The first remedy would lie under the Colorado trust Fund Statute discussed in an earlier Construction Law Briefs column, and the second might he under the legal doctrine of “piercing the corporate veil.” The latter potential remedy is discussed here.

To promote investment in businesses, the law provides for protection against personal liability for business obligations for those who incorporate their businesses or form them into limited liability companies, limited partnerships or other business forms.  If properly organized and maintained, the owners (shareholders, members, limited partners) of those entities are not likely to be responsible for the typical business obligations and liabilities of those companies, with certain exceptions.

However, to obtain those protections, the business must be properly organized and maintained as an entity separate from its owners. It must also carefully identify itself as one of those business forms in its contracts, stationery and other documents. When the entity is formed, it must be capitalized with sufficient funds to carry on its business, and it must maintain separate bank accounts and separate books and records.

Forming a corporation, a limited liability company, a limited partnership or other organization is easily accomplished by having the necessary papers prepared and filed with the secretary of state. However, that’s only the beginning because maintenance of the organization is critical if the owner or owners wish to avoid personal liability for the entity’s debts.

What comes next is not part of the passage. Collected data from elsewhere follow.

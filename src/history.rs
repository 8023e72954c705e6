//! Conversation history and context-window rendering.
//!
//! A session owns its history exclusively; the pipeline reads the last N
//! turns when building a prompt and appends exactly one user turn and (on
//! success) one assistant turn per call. Windowing is pure truncation —
//! older turns stay in the full log but silently drop out of model input.

use uuid::Uuid;

use crate::types::Utterance;

/// Ordered, append-only sequence of conversation turns.
#[derive(Debug, Clone, Default)]
pub struct ConversationHistory {
    turns: Vec<Utterance>,
}

impl ConversationHistory {
    pub fn new() -> Self {
        Self::default()
    }

    /// Append one turn to the end. Ordering is creation order; assistant
    /// turns are appended immediately after their triggering user turn.
    pub fn append(&mut self, turn: Utterance) {
        self.turns.push(turn);
    }

    pub fn len(&self) -> usize {
        self.turns.len()
    }

    pub fn is_empty(&self) -> bool {
        self.turns.is_empty()
    }

    /// Full log, oldest first.
    pub fn turns(&self) -> &[Utterance] {
        &self.turns
    }

    /// Render the last `window` turns in chronological order, one line per
    /// turn formatted `<Role>: <text>`, joined with newlines.
    ///
    /// Returns fewer lines when the history is shorter, and an empty string
    /// for an empty history. No summarization, no token budgeting.
    pub fn render_window(&self, window: usize) -> String {
        let start = self.turns.len().saturating_sub(window);
        self.turns[start..]
            .iter()
            .map(|t| format!("{}: {}", t.role.label(), t.text))
            .collect::<Vec<_>>()
            .join("\n")
    }
}

/// One conversation session: a stable id plus its exclusively-owned history.
///
/// Lifecycle is owned by the calling layer: create a session, process N
/// turns through the pipeline, discard. The pipeline itself holds no
/// per-session state.
#[derive(Debug, Clone)]
pub struct Session {
    pub id: Uuid,
    pub history: ConversationHistory,
    next_seq: u64,
}

impl Session {
    pub fn new() -> Self {
        Self {
            id: Uuid::new_v4(),
            history: ConversationHistory::new(),
            next_seq: 0,
        }
    }

    /// Hand out the next persistence sequence number for this session.
    /// `(session id, seq)` keys turn records so retried appends stay idempotent.
    pub fn next_seq(&mut self) -> u64 {
        let seq = self.next_seq;
        self.next_seq += 1;
        seq
    }
}

impl Default for Session {
    fn default() -> Self {
        Self::new()
    }
}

The consequence of failing to properly organize and maintain a separate organization may result in the loss of protection from personal liability. That loss may be established in court under the legal theory of “piercing the corporate veil.” If a creditor of the business is able to establish that it was not properly capitalized, was not properly organized, it did not properly identify itself as a separate entity, or it did not maintain separate bank accounts, books and records, then the business owners may be held personally liable for its debts. In that situation, the law characterizes the business as merely the alter ego of the owner or owners.

A recent example of piercing the corporate veil involved a notorious Denver project, the Beauvallon, located at 11th and Lincoln streets near downtown Denver – the project that recently had a complete facelift and millions of dollars spent for remediation of construction defects. Notwithstanding, the general contractor was successful in recovering an arbitration award against the developer corporation and, having proven that the corporation was but a shell (alter ego) of its owner, the contractor recovered a personal judgment against the corporate owner-shareholder as well.

To be successful with a “piercing the corporate veil” claim, it is necessary to prove that the owner(s) had failed to properly organize, capitalize and maintain the company as a separate entity. As a practical matter, it would be useless to make that effort if the owner does not have enough assets to pay a judgment if the claim is successful.

Albert B. Wolf is a principal in the Denver law firm of Wolf Slatkin &Madison PC.  This column was written with the intent of providing general legal information intended to be reasonably accurate although not comprehensive.  Readers are therefore urged to consult their attorneys for any specific legal advice they may desire concerning the subject matter of this column.